Note that such modification can be implemented as a customization, nevertheless I think that the current approach bears no benefits, while changing the default implementation causes no harm.
Closed Mar 10, 2013 at 3:01 AM by EisenbergEffect
Fixed

comments

tibel wrote Feb 20, 2013 at 6:35 PM

I thould PropertyChangedBase.NotifyOfPropertyChange() handles the switch to the UI thread already. Maybe you can attach a sample project that shows what is going wrong?

BladeWise wrote Feb 21, 2013 at 9:24 AM

I am using a class implementing just INotifyPropertyChanged as a view-model, due to some legacy code I am dealing with, so I am not using the CM implementation of NotifyPropertyChanged (and I have not access to the code itself).

That said, dispatching property changes on the UI thread is an overkill, since thread-affinity is ensured by the binding engine when a Binding is used (I am certain this is the case in WPF/Silverlight, I am not sure, but pretty confident, in WP7/8). The current implementation of NotifyPropertyChange will marshall all handlers on the UI, which is pretty much extreme and can lead to UI slow-downs in case a property changes as an effect of an asynchronous operation. Moreover, such behavior is not intuitive: if I change a property in an async task, I expect handlers being called on such thread, and it is my responsability to deal with concurrency issues (this is a standard behavior).

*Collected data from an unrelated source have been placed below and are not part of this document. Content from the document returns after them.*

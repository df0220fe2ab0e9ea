//! UDP rendezvous listener.
//!
//! One task, one socket, datagrams handled strictly in arrival order. Read
//! errors are split into transient (log, keep serving) and fatal (the
//! socket is gone, stop). A run of transient errors with no successful
//! read in between is escalated to fatal so a broken socket cannot spin
//! the loop forever.

use std::io;
use std::net::SocketAddr;

use socket2::{Domain, Protocol, Socket, Type};
use tokio::net::UdpSocket;
use tokio::sync::broadcast;

use crate::handler::{Outcome, RendezvousHandler};
use punch_core::wire::MAX_DATAGRAM;
use punch_services::ProtocolStats;

#[derive(Debug, thiserror::Error)]
pub enum ListenerError {
    #[error("failed to bind rendezvous socket on {addr}: {source}")]
    Bind {
        addr: SocketAddr,
        #[source]
        source: io::Error,
    },

    #[error("rendezvous socket failed: {0}")]
    Fatal(#[source] io::Error),

    #[error("giving up after {count} consecutive receive errors, last: {last}")]
    TooManyErrors {
        count: u32,
        #[source]
        last: io::Error,
    },
}

/// How a failed `recv_from` should be treated.
#[derive(Debug, Clone, Copy, PartialEq, Eq)]
pub enum RecvFailure {
    /// Log and keep receiving.
    Transient,
    /// The socket is unusable; stop the listener.
    Fatal,
}

/// Sort a receive error into transient or fatal.
///
/// ICMP feedback for earlier replies (refused, reset, unreachable) and
/// buffer pressure are transient. A closed or invalid descriptor is fatal,
/// as is anything unrecognised.
pub fn classify_recv_error(err: &io::Error) -> RecvFailure {
    use io::ErrorKind::*;

    match err.kind() {
        Interrupted | WouldBlock | TimedOut | ConnectionRefused | ConnectionReset
        | ConnectionAborted | OutOfMemory => return RecvFailure::Transient,
        _ => {}
    }

    match err.raw_os_error() {
        Some(libc::ENOBUFS) | Some(libc::ENOMEM) | Some(libc::EHOSTUNREACH)
        | Some(libc::ENETUNREACH) => RecvFailure::Transient,
        _ => RecvFailure::Fatal,
    }
}

/// Counts consecutive transient receive errors.
#[derive(Debug)]
pub struct ErrorBudget {
    limit: u32,
    consecutive: u32,
}

impl ErrorBudget {
    pub fn new(limit: u32) -> Self {
        Self {
            limit,
            consecutive: 0,
        }
    }

    /// A datagram arrived; the run of errors is over.
    pub fn reset(&mut self) {
        self.consecutive = 0;
    }

    /// Account for a failed read. Err means the listener must stop.
    pub fn absorb(&mut self, err: io::Error) -> Result<(), ListenerError> {
        if classify_recv_error(&err) == RecvFailure::Fatal {
            return Err(ListenerError::Fatal(err));
        }

        self.consecutive += 1;
        if self.consecutive >= self.limit {
            return Err(ListenerError::TooManyErrors {
                count: self.consecutive,
                last: err,
            });
        }

        tracing::warn!(
            error = %err,
            consecutive = self.consecutive,
            "recv_from failed, continuing"
        );
        Ok(())
    }
}

/// Tunables for the receive loop.
#[derive(Debug, Clone, Copy)]
pub struct ListenerSettings {
    pub max_datagram: usize,
    pub max_consecutive_errors: u32,
}

impl Default for ListenerSettings {
    fn default() -> Self {
        Self {
            max_datagram: MAX_DATAGRAM,
            max_consecutive_errors: 64,
        }
    }
}

/// Create the rendezvous socket. Must be called inside a tokio runtime.
pub fn bind_socket(addr: SocketAddr, recv_buffer_bytes: usize) -> Result<UdpSocket, ListenerError> {
    let bind_err = |source| ListenerError::Bind { addr, source };

    let socket = Socket::new(Domain::for_address(addr), Type::DGRAM, Some(Protocol::UDP))
        .map_err(bind_err)?;
    if recv_buffer_bytes > 0 {
        socket
            .set_recv_buffer_size(recv_buffer_bytes)
            .map_err(bind_err)?;
    }
    socket.set_nonblocking(true).map_err(bind_err)?;
    socket.bind(&addr.into()).map_err(bind_err)?;

    UdpSocket::from_std(socket.into()).map_err(bind_err)
}

pub struct UdpListener {
    socket: UdpSocket,
    handler: RendezvousHandler,
    settings: ListenerSettings,
    stats: ProtocolStats,
    shutdown: broadcast::Receiver<()>,
}

impl UdpListener {
    pub fn new(
        socket: UdpSocket,
        handler: RendezvousHandler,
        settings: ListenerSettings,
        stats: ProtocolStats,
        shutdown: broadcast::Receiver<()>,
    ) -> Self {
        Self {
            socket,
            handler,
            settings,
            stats,
            shutdown,
        }
    }

    pub fn local_addr(&self) -> io::Result<SocketAddr> {
        self.socket.local_addr()
    }

    /// Serve until shutdown (Ok) or until the socket fails for good (Err).
    pub async fn run(mut self) -> Result<(), ListenerError> {
        let mut buf = vec![0u8; self.settings.max_datagram];
        let mut budget = ErrorBudget::new(self.settings.max_consecutive_errors);

        if let Ok(addr) = self.socket.local_addr() {
            tracing::info!(%addr, "rendezvous listener starting");
        }

        loop {
            tokio::select! {
                _ = self.shutdown.recv() => {
                    tracing::info!("rendezvous listener shutting down");
                    return Ok(());
                }

                result = self.socket.recv_from(&mut buf) => {
                    let (len, source) = match result {
                        Ok(r) => {
                            budget.reset();
                            r
                        }
                        Err(e) => {
                            self.stats.record_recv_error();
                            budget.absorb(e)?;
                            continue;
                        }
                    };

                    if let Outcome::Reply(reply) = self.handler.handle(&buf[..len], source) {
                        if let Err(e) = self.socket.send_to(&reply, source).await {
                            tracing::warn!(error = %e, %source, "failed to send resolve reply");
                        }
                    }
                }
            }
        }
    }
}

I will probably create a separate issue about this, so we can continue this discussion in deep (maybe there are reason I am not aware of).

Back to the topic, since the ActionMessage does not deal exclusively with PropertyChangedBase objects, just with plain INotifyPropertyChanged objects, it is up to the class itself to ensure thread-affinity. In general, it is my opinion that whatever class deals directly with UI objects, has to deal with thread affinity directly, without relying on the fact that the caller has already dispatched the call onthe UI thread.

tibel wrote Feb 26, 2013 at 6:04 PM

Do you have a small sample that shows the issue or maybe already the fix?

BladeWise wrote Feb 26, 2013 at 7:00 PM

The fix is just to wrap context.Message.UpdateAvailability() in an Execute.OnUIThread. That ensures that a generic View-model can ne used.

BladeWise wrote Mar 8, 2013 at 5:15 PM

@Tibel: I noticed one problem today, with the fix I proposed. There is a concurrency issue with the current code, whenever the handler is executed on a thread different from the UI: message.Context can be not null at the time it is evaluated, but then it could be when dispatched on the UI thread. To ensure consistency, it is better to wrap the entire handler in an Execute.OnUIThread call, and keep a local reference to the context. Below, the proposed code:
handler = (s, e) => {
                     Execute.OnUIThread(() => { 
                        if (string.IsNullOrEmpty(e.PropertyName) || e.PropertyName == guardName) {
                                                var message = context.Message;
                                                if (message == null) {
                                                    ((INotifyPropertyChanged)s).PropertyChanged -= handler;
                                                    return;
                                                }
                       message.UpdateAvailability(); });
                    }
Sorry for the late fix, unfortunally I just noticed the problem stress-testing the new version from sources.

tibel wrote Mar 9, 2013 at 6:27 AM

Changed with 5f4e82b41769.

It is a little different than your proposed fix, as I don't want to transition to the UI thread when the event is not raised for the guard property.
May you stress-test this version again, please.

BladeWise wrote Mar 9, 2013 at 9:26 AM

Definitely better than my proposed code. My tests did not show any problem. Is it possible that this fix solves the NRE exception reported by this work item?